As coligações partidárias são outro obstáculo importante na reeleição e motivo de grandes desavenças. Desde que uma emenda, no ano de 2006, permitiu a não obrigatoriedade de manter-se os mesmos parceiros de coligações nos diversos pleitos, estabeleceu-se no sistema partidário brasileiro uma instabilidade de base que fez com que elas se tornassem centrais para a sobrevivência dos partidos nas eleições presidenciais. Há duas formas de abordar a questão: ou os partidos formam coligações com o objetivo de fazer o menor esforço para conquistar o máximo de votos ou só fazem coligações com partidos do mesmo espectro ideológico. Ambas abordagens são mediadas pela interpretação que defende a importância de considerar, no cálculo das coligações, as estratégias estabelecidas nas esferas estaduais. Quer dizer, estabeleceu-se o “samba do crioulo doido”, onde é necessário equacionar variáveis de nível federal e de cada estado, caso a caso. É por isso que as eleições transformaram-se numa “caixinha de surpresas” para os candidatos de outros níveis: candidatos estaduais que iniciam disputas em vantagem perdem para candidatos que saem com poucos votos e candidatos federais não conseguem palanque nos partidos de seus estados. A política da neutralidade termina por prevalecer entre os diversos níveis do sistema e com isso reduz-se o poder eleitoral dos candidatos à presidente.
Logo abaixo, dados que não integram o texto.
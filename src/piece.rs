use serde::{Deserialize, Serialize};

#[derive(Clone, Copy, PartialEq, Eq, Hash, Serialize, Deserialize, Debug)]
pub enum Color {
    White,
    Black,
}

#[derive(Clone, Copy, PartialEq, Eq, Hash, Serialize, Deserialize, Debug)]
pub enum PieceType {
    King,
    Queen,
    Rook,
    Bishop,
    Knight,
    Pawn,
}

impl PieceType {
    fn letter(self) -> char {
        match self {
            PieceType::King => 'k',
            PieceType::Queen => 'q',
            PieceType::Rook => 'r',
            PieceType::Bishop => 'b',
            PieceType::Knight => 'n',
            PieceType::Pawn => 'p',
        }
    }
}

/// A piece is nothing more than its type and side. Two white pawns are the
/// same value.
#[derive(Clone, Copy, PartialEq, Eq, Hash, Serialize, Deserialize, Debug)]
pub struct Piece {
    pub piece_type: PieceType,
    pub color: Color,
}

impl Piece {
    pub const fn new(piece_type: PieceType, color: Color) -> Self {
        Piece { piece_type, color }
    }

    /// Parse a one-letter piece code: uppercase is Black, lowercase is White.
    pub fn from_code(code: char) -> Option<Piece> {
        let color = if code.is_ascii_uppercase() {
            Color::Black
        } else {
            Color::White
        };
        let piece_type = match code.to_ascii_lowercase() {
            'k' => PieceType::King,
            'q' => PieceType::Queen,
            'r' => PieceType::Rook,
            'b' => PieceType::Bishop,
            'n' => PieceType::Knight,
            'p' => PieceType::Pawn,
            _ => return None,
        };
        Some(Piece::new(piece_type, color))
    }

    pub fn code(self) -> char {
        let letter = self.piece_type.letter();
        match self.color {
            Color::White => letter,
            Color::Black => letter.to_ascii_uppercase(),
        }
    }

    /// Unicode glyph for the piece. Black uses the filled set.
    pub fn glyph(self) -> char {
        match (self.color, self.piece_type) {
            (Color::Black, PieceType::Rook) => '♜',
            (Color::Black, PieceType::Knight) => '♞',
            (Color::Black, PieceType::Bishop) => '♝',
            (Color::Black, PieceType::Queen) => '♛',
            (Color::Black, PieceType::King) => '♚',
            (Color::Black, PieceType::Pawn) => '♟',
            (Color::White, PieceType::Rook) => '♖',
            (Color::White, PieceType::Knight) => '♘',
            (Color::White, PieceType::Bishop) => '♗',
            (Color::White, PieceType::Queen) => '♕',
            (Color::White, PieceType::King) => '♔',
            (Color::White, PieceType::Pawn) => '♙',
        }
    }
}
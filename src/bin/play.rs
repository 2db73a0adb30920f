use std::io::{self, BufRead, Write};

use chess_sandbox::{BoardSnapshot, ClickOutcome, GameSession};
use clap::Parser;
use tracing_subscriber::EnvFilter;

/// Click squares on a terminal board. Enter a square as `e2` or `6 4`
/// (row, column), `reset` to start over, `quit` to leave.
#[derive(Parser, Debug)]
#[command(version)]
struct Args {
    /// Draw pieces as letters instead of unicode glyphs
    #[arg(long)]
    ascii: bool,

    /// Print the snapshot as JSON after every click
    #[arg(long)]
    json: bool,
}

fn render(snapshot: &BoardSnapshot, ascii: bool) -> String {
    let mut out = String::new();
    for (row, views) in snapshot.squares.chunks(8).enumerate() {
        out.push_str(&format!("{} ", 8 - row));
        for view in views {
            let ch = match view.piece {
                Some(p) if ascii => p.code(),
                Some(p) => p.glyph(),
                None if view.light => '.',
                None => ' ',
            };
            if view.selected {
                out.push_str(&format!("[{ch}]"));
            } else {
                out.push_str(&format!(" {ch} "));
            }
        }
        out.push('\n');
    }
    out.push_str("   a  b  c  d  e  f  g  h\n");
    out
}

/// Turn one input line into (row, col). Range is not checked here.
fn parse_square(input: &str) -> Option<(usize, usize)> {
    let parts: Vec<&str> = input.split_whitespace().collect();
    match parts.as_slice() {
        [row, col] => Some((row.parse().ok()?, col.parse().ok()?)),
        [name] => {
            let bytes = name.as_bytes();
            if bytes.len() != 2 {
                return None;
            }
            let col = (bytes[0].to_ascii_lowercase() as usize).checked_sub(b'a' as usize)?;
            let rank = (bytes[1] as usize).checked_sub(b'1' as usize)?;
            Some((7usize.checked_sub(rank)?, col))
        }
        _ => None,
    }
}

fn describe(outcome: ClickOutcome) -> String {
    match outcome {
        ClickOutcome::Ignored => "nothing there".to_string(),
        ClickOutcome::Selected(s) => format!("picked up {s}"),
        ClickOutcome::Deselected(s) => format!("put back {s}"),
        ClickOutcome::Moved(m) => match m.captured {
            Some(victim) => format!("{} {}x{} ({} taken)", m.piece.code(), m.from, m.to, victim.code()),
            None => format!("{} {}-{}", m.piece.code(), m.from, m.to),
        },
    }
}

fn main() -> io::Result<()> {
    tracing_subscriber::fmt()
        .with_env_filter(EnvFilter::from_default_env())
        .with_writer(io::stderr)
        .init();

    let args = Args::parse();
    let mut session = GameSession::new();
    let stdin = io::stdin();
    let mut stdout = io::stdout();

    print!("{}", render(&session.snapshot(), args.ascii));
    for line in stdin.lock().lines() {
        let line = line?;
        let input = line.trim();
        match input {
            "" => continue,
            "quit" | "exit" => break,
            "reset" => session.reset(),
            _ => {
                let Some((row, col)) = parse_square(input) else {
                    println!("can't read '{input}'");
                    continue;
                };
                match session.on_square_clicked(row, col) {
                    Ok(outcome) => println!("{}", describe(outcome)),
                    Err(err) => {
                        println!("{err}");
                        continue;
                    }
                }
            }
        }

        let snapshot = session.snapshot();
        if args.json {
            println!("{}", serde_json::to_string(&snapshot)?);
        }
        print!("{}", render(&snapshot, args.ascii));
        stdout.flush()?;
    }
    Ok(())
}
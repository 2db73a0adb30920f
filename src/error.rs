//! Error types for board and selection operations.

use crate::square::Square;

/// Errors the core reports to its callers. A failed call never changes the
/// board or the selection.
#[derive(Debug, Clone, PartialEq, Eq, thiserror::Error)]
pub enum BoardError {
    /// Row or column outside `0..8`
    #[error("square ({row}, {col}) is off the board")]
    OutOfRange { row: usize, col: usize },

    /// `move_piece` called on a square with nothing to move
    #[error("no piece on {square} to move")]
    EmptySource { square: Square },
}

pub type BoardResult<T> = Result<T, BoardError>;
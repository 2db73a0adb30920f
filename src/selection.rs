// =============================================================================
// Selection controller
//
// Turns a stream of square clicks into selections and moves. A click either
// starts a selection (on an occupied square), cancels it (same square again)
// or resolves it by moving the selected piece to the clicked square. Every
// resolution returns the controller to Idle.
// =============================================================================

use serde::Serialize;
use tracing::{debug, warn};

use crate::board::{Board, Cell, MoveOutcome};
use crate::square::Square;

#[derive(Clone, Copy, PartialEq, Eq, Serialize, Debug, Default)]
pub enum Selection {
    #[default]
    Idle,
    Selected(Square),
}

impl Selection {
    pub fn square(self) -> Option<Square> {
        match self {
            Selection::Idle => None,
            Selection::Selected(square) => Some(square),
        }
    }
}

/// What a click did, from the renderer's point of view.
#[derive(Clone, Copy, PartialEq, Eq, Serialize, Debug)]
pub enum ClickOutcome {
    /// Nothing changed.
    Ignored,
    /// Highlight this square.
    Selected(Square),
    /// Remove the highlight from this square.
    Deselected(Square),
    /// Remove the highlight from `from` and redraw.
    Moved(MoveOutcome),
}

#[derive(Clone, Debug, Default)]
pub struct SelectionController {
    selection: Selection,
}

impl SelectionController {
    pub fn new() -> Self {
        Self::default()
    }

    pub fn selection(&self) -> Selection {
        self.selection
    }

    pub fn clear(&mut self) {
        self.selection = Selection::Idle;
    }

    pub fn on_square_clicked(&mut self, board: &mut Board, clicked: Square) -> ClickOutcome {
        match self.selection {
            Selection::Idle => match board.get(clicked) {
                Cell::Empty => ClickOutcome::Ignored,
                Cell::Occupied(piece) => {
                    debug!(square = %clicked, piece = %piece.code(), "selected");
                    self.selection = Selection::Selected(clicked);
                    ClickOutcome::Selected(clicked)
                }
            },
            Selection::Selected(from) if from == clicked => {
                debug!(square = %from, "deselected");
                self.selection = Selection::Idle;
                ClickOutcome::Deselected(from)
            }
            Selection::Selected(from) => {
                self.selection = Selection::Idle;
                match board.move_piece(from, clicked) {
                    Ok(outcome) => ClickOutcome::Moved(outcome),
                    Err(err) => {
                        // Selection outlived its piece; drop it and leave the board alone.
                        warn!(%err, "stale selection cleared");
                        ClickOutcome::Ignored
                    }
                }
            }
        }
    }
}
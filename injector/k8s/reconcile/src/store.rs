use ingress_script_injector_k8s_api::{self as k8s, ConfigMap, Ingress, PostParams, ResourceExt};
use std::sync::Arc;

/// Reads and writes the resources a reconciliation depends on.
///
/// Getters return `Ok(None)` when the resource does not exist.
#[async_trait::async_trait]
pub trait Store: Send + Sync {
    async fn get_ingress(&self, namespace: &str, name: &str) -> k8s::Result<Option<Ingress>>;

    async fn get_config_map(&self, namespace: &str, name: &str)
        -> k8s::Result<Option<ConfigMap>>;

    /// Replaces the Ingress in full. The write is conditional on the
    /// `resourceVersion` carried by `ingress` and fails with a 409 if the
    /// Ingress has changed since it was read.
    async fn replace_ingress(&self, namespace: &str, ingress: &Ingress) -> k8s::Result<Ingress>;
}

/// A [`Store`] backed by the Kubernetes API.
#[derive(Clone)]
pub struct KubeStore {
    client: k8s::Client,
    params: PostParams,
}

// === impl KubeStore ===

impl KubeStore {
    pub fn new(client: k8s::Client, field_manager: impl ToString) -> Self {
        Self {
            client,
            params: PostParams {
                field_manager: Some(field_manager.to_string()),
                ..Default::default()
            },
        }
    }
}

#[async_trait::async_trait]
impl Store for KubeStore {
    async fn get_ingress(&self, namespace: &str, name: &str) -> k8s::Result<Option<Ingress>> {
        k8s::Api::<Ingress>::namespaced(self.client.clone(), namespace)
            .get_opt(name)
            .await
    }

    async fn get_config_map(
        &self,
        namespace: &str,
        name: &str,
    ) -> k8s::Result<Option<ConfigMap>> {
        k8s::Api::<ConfigMap>::namespaced(self.client.clone(), namespace)
            .get_opt(name)
            .await
    }

    async fn replace_ingress(&self, namespace: &str, ingress: &Ingress) -> k8s::Result<Ingress> {
        k8s::Api::<Ingress>::namespaced(self.client.clone(), namespace)
            .replace(&ingress.name_any(), &self.params, ingress)
            .await
    }
}

#[async_trait::async_trait]
impl<S: Store + ?Sized> Store for Arc<S> {
    async fn get_ingress(&self, namespace: &str, name: &str) -> k8s::Result<Option<Ingress>> {
        (**self).get_ingress(namespace, name).await
    }

    async fn get_config_map(
        &self,
        namespace: &str,
        name: &str,
    ) -> k8s::Result<Option<ConfigMap>> {
        (**self).get_config_map(namespace, name).await
    }

    async fn replace_ingress(&self, namespace: &str, ingress: &Ingress) -> k8s::Result<Ingress> {
        (**self).replace_ingress(namespace, ingress).await
    }
}
#![deny(warnings, rust_2018_idioms)]
#![forbid(unsafe_code)]

#[cfg(all(target_os = "linux", target_arch = "x86_64", target_env = "gnu"))]
#[global_allocator]
static GLOBAL: jemallocator::Jemalloc = jemallocator::Jemalloc;

#[tokio::main]
async fn main() -> anyhow::Result<()> {
    ingress_script_injector_runtime::Args::parse_and_run().await
}
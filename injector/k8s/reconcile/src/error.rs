use ingress_script_injector_k8s_api as k8s;
use std::time::Duration;
use thiserror::Error;

pub type Result<T, E = Error> = std::result::Result<T, E>;

/// Errors that fail a reconciliation. The controller requeues the Ingress and
/// runs the whole reconciliation again, except for `MissingNamespace`, which
/// waits for the object to change.
#[derive(Debug, Error)]
pub enum Error {
    #[error("kubernetes API request failed: {0}")]
    Kube(#[from] k8s::Error),

    #[error("{op} timed out after {timeout:?}")]
    Timeout { op: &'static str, timeout: Duration },

    #[error("Ingress was modified concurrently on {attempts} attempts")]
    Conflict { attempts: usize },

    #[error("Ingress has no namespace")]
    MissingNamespace,
}

/// A script source that could not be resolved. These only skip the affected
/// injection point; they never fail the reconciliation.
#[derive(Clone, Debug, PartialEq, Eq, Error)]
pub enum ResolveError {
    #[error("script source name is empty")]
    EmptyName,

    #[error("ConfigMap {0} not found")]
    SourceNotFound(String),

    #[error("ConfigMap {0} does not contain 'script' key")]
    ScriptKeyMissing(String),
}

// === impl Error ===

impl Error {
    pub fn kind(&self) -> &'static str {
        match self {
            Self::Kube(_) => "kube",
            Self::Timeout { .. } => "timeout",
            Self::Conflict { .. } => "conflict",
            Self::MissingNamespace => "missing_namespace",
        }
    }
}

// === impl ResolveError ===

impl ResolveError {
    pub fn reason(&self) -> &'static str {
        match self {
            Self::EmptyName => "EmptyName",
            Self::SourceNotFound(_) => "SourceNotFound",
            Self::ScriptKeyMissing(_) => "ScriptKeyMissing",
        }
    }
}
Nesta racionalidade tensa emergiu a ideia-força (Edgar Morin) de que é sempre melhor para o candidato estadual estar alinhado ao candidato federal. Diz Miranda: “A importância do debate é revelada pela premissa que o orienta: a influência da dinâmica majoritária estadual sobre as disputas legislativas federais afeta negativamente a dinâmica entre o poder Executivo e o poder Legislativo, na medida em que imprime na representação congressual um caráter federativo, isto é, orientado para os interesses estaduais; ao contrário, a influência da dinâmica majoritária federal propiciaria melhores condições de governabilidade, na medida em que constituiria, desde as eleições, alinhamentos partidários nacionais em torno das políticas propugnadas pelo futuro presidente e denotaria coordenação nacional das estratégias eleitorais por parte dos partidos”(p.70). Trocando em miúdos: para o governo Dilma, a reeleição de Tarso Genro não é tão significativa quanto pode ser a campanha que o atual governador faça para sua reeleição. Quer dizer, se apenas Dilma se reelege e Tarso não, o projeto do governo federal saí fortalecido; se Tarso se reelege, mas Dilma não, então o Estado perde o poder de agir coordenadamente com o governo federal. Esta tensa relação já está em andamento: a oposição fará uníssono com o fato de que o governo Tarso tem fracassado em negociar com o governo federal um novo indexador para sua dívida. E como Luciana Genro, sua filha, é candidata e ferrenha opositora do governo federal, isto rende também ao governador criticas internas no partido, “o fogo amigo”, que também atinge Dilma. Como alguns aliados de Tarso já ensaiam candidaturas próprias (PMDB e PP), está fechada a crise de alinhamentos políticos no Estado. Por isso, a situação no RS é delicada para o governo federal, já que Dilma terá dificuldades no palanque gaúcho, enquanto que seus opositores, Aécio Neves e Eduardo Campos, já negociam o palanque local com aliados. Que trunfos ainda dispõe Dilma para sua reeleição?

Lula e a Copa do Mundo

Dois outros fatores serão fundamentais para o processo eleitoral deste ano. O primeiro é relacionado com o fato de que a candidatura de Dilma Rousseff é o teste para determinar a força do Lulismo. Se Lula envolver-se completamente e Dilma for vitoriosa, a vitória também será do Lulismo. O segundo é relacionado aos efeitos da Copa do Mundo no processo eleitoral. Se a Copa confirmar as previsões da oposição e for um fracasso, Dilma Rousseff perde – mas, até agora, nada indica que essa previsão tenha sido acertada, ao contrário.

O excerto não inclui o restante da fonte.